NEW YORK CITY, NY - There’s been a lot of industry speculation and concern about whether China will be able to meet its obligations under the Phase One trade deal it signed this year with the United States.

Jennifer Hillman is a Senior Fellow for Trade and International Political Economy with the Council on Foreign Relations, and says there has been some progress with the Phase One trade deal, at least on the regulatory side.

“I would say progress has already been made, even notwithstanding the pandemic. We’ve seen a number of dairy companies be certified to sell product to China: we’ve seen restrictions on beef and poultry exports be loosened: we’ve seen China remove all its tariffs on poultry. On the regulatory side of things, the structural side of things, again, I think we’ve seen some good progress.”

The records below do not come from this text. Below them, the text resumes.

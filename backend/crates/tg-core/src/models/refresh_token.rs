use crate::TokenStatus;

use chrono::{DateTime, Utc};
use serde::{Deserialize, Serialize};
use uuid::Uuid;

/// Persisted state of one refresh token.
///
/// Only the SHA-256 digest of the secret is kept; the secret itself is handed
/// to the client once and never stored.
#[derive(Debug, Clone, Serialize, Deserialize, PartialEq)]
pub struct RefreshTokenRecord {
    pub token_hash: String,
    pub user_id: String,
    pub lineage_id: Uuid,
    pub status: TokenStatus,
    pub issued_at: DateTime<Utc>,
    pub expires_at: DateTime<Utc>,
    /// Digest of the predecessor in the lineage, `None` for the first token.
    pub rotated_from: Option<String>,
}

impl RefreshTokenRecord {
    pub fn new(
        token_hash: String,
        user_id: String,
        lineage_id: Uuid,
        issued_at: DateTime<Utc>,
        expires_at: DateTime<Utc>,
        rotated_from: Option<String>,
    ) -> Self {
        Self {
            token_hash,
            user_id,
            lineage_id,
            status: TokenStatus::Active,
            issued_at,
            expires_at,
            rotated_from,
        }
    }

    pub fn is_expired_at(&self, now: DateTime<Utc>) -> bool {
        now > self.expires_at
    }

    /// Status as observed at `now`. An ACTIVE token past its expiry reads as EXPIRED.
    pub fn effective_status(&self, now: DateTime<Utc>) -> TokenStatus {
        match self.status {
            TokenStatus::Active if self.is_expired_at(now) => TokenStatus::Expired,
            status => status,
        }
    }
}
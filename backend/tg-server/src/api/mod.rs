pub mod admin;
pub mod cookies;
pub mod error;
pub mod extractors;
pub mod identity_handoff;
pub mod rate_limit;
pub mod session;
use crate::{CasOutcome, CredentialStore, Result as StoreResult, StoredEntry};

use std::collections::HashMap;
use std::sync::Arc;

use async_trait::async_trait;
use chrono::{DateTime, Utc};
use log::debug;
use tokio::sync::RwLock;

/// Process-local credential store.
///
/// Compare-and-swap is atomic under the write lock, which is sufficient for a
/// single process. Deployments running several processes must use `SqliteStore`
/// (or another shared backend) so the atomicity lives in the store.
#[derive(Clone, Default)]
pub struct MemoryStore {
    inner: Arc<RwLock<MemoryState>>,
}

#[derive(Default)]
struct MemoryState {
    entries: HashMap<String, StoredEntry>,
    /// Last version handed out by any swap. Never reset, so a key that is
    /// purged and re-created cannot repeat a version an old reader holds.
    last_version: u64,
}

impl MemoryStore {
    pub fn new() -> Self {
        Self::default()
    }

    /// Number of entries held, including expired ones not yet purged.
    pub async fn len(&self) -> usize {
        self.inner.read().await.entries.len()
    }

    pub async fn is_empty(&self) -> bool {
        self.inner.read().await.entries.is_empty()
    }
}

#[async_trait]
impl CredentialStore for MemoryStore {
    async fn get(&self, key: &str) -> StoreResult<Option<StoredEntry>> {
        let now = Utc::now();
        let inner = self.inner.read().await;

        Ok(inner
            .entries
            .get(key)
            .filter(|entry| entry.is_live_at(now))
            .cloned())
    }

    async fn compare_and_swap(
        &self,
        key: &str,
        expected_version: Option<u64>,
        value: String,
        expires_at: Option<DateTime<Utc>>,
    ) -> StoreResult<CasOutcome> {
        let now = Utc::now();
        let mut inner = self.inner.write().await;

        let live_version = inner
            .entries
            .get(key)
            .filter(|entry| entry.is_live_at(now))
            .map(|entry| entry.version);

        if live_version != expected_version {
            return Ok(CasOutcome::Conflict);
        }

        inner.last_version += 1;
        let version = inner.last_version;
        inner.entries.insert(
            key.to_string(),
            StoredEntry {
                value,
                version,
                expires_at,
            },
        );

        Ok(CasOutcome::Swapped { version })
    }

    async fn delete(&self, key: &str) -> StoreResult<bool> {
        Ok(self.inner.write().await.entries.remove(key).is_some())
    }

    async fn purge_expired(&self, now: DateTime<Utc>) -> StoreResult<u64> {
        let mut inner = self.inner.write().await;
        let before = inner.entries.len();
        inner.entries.retain(|_, entry| entry.is_live_at(now));
        let removed = (before - inner.entries.len()) as u64;

        if removed > 0 {
            debug!("Purged {removed} expired entries from memory store");
        }

        Ok(removed)
    }

    async fn ping(&self) -> StoreResult<()> {
        Ok(())
    }

    fn backend_name(&self) -> &'static str {
        "memory"
    }
}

Hillman says the agreement requires China to buy $12.5 billion more in agricultural goods this year than it did in 2017, and an additional $19.5 billion over 2017 levels in 2021.

“China is far behind. Through the end of March, Chinese imports were $5.1 billion, compared to a target range for the period of about $9.1 billion, so only about 37 percent of the target that we would have expected for the first quarter of this year. Because China’s commitments are only done on an annual basis, there is no requirement that China ship a certain amount during a certain month or a certain quarter, so there’s no specific requirements until the very end of the year of this agreement, which would be February 14 of 2021.”

Hillman thinks it is “possible, but not likely” that China could catch up on its purchases either this fall or winter.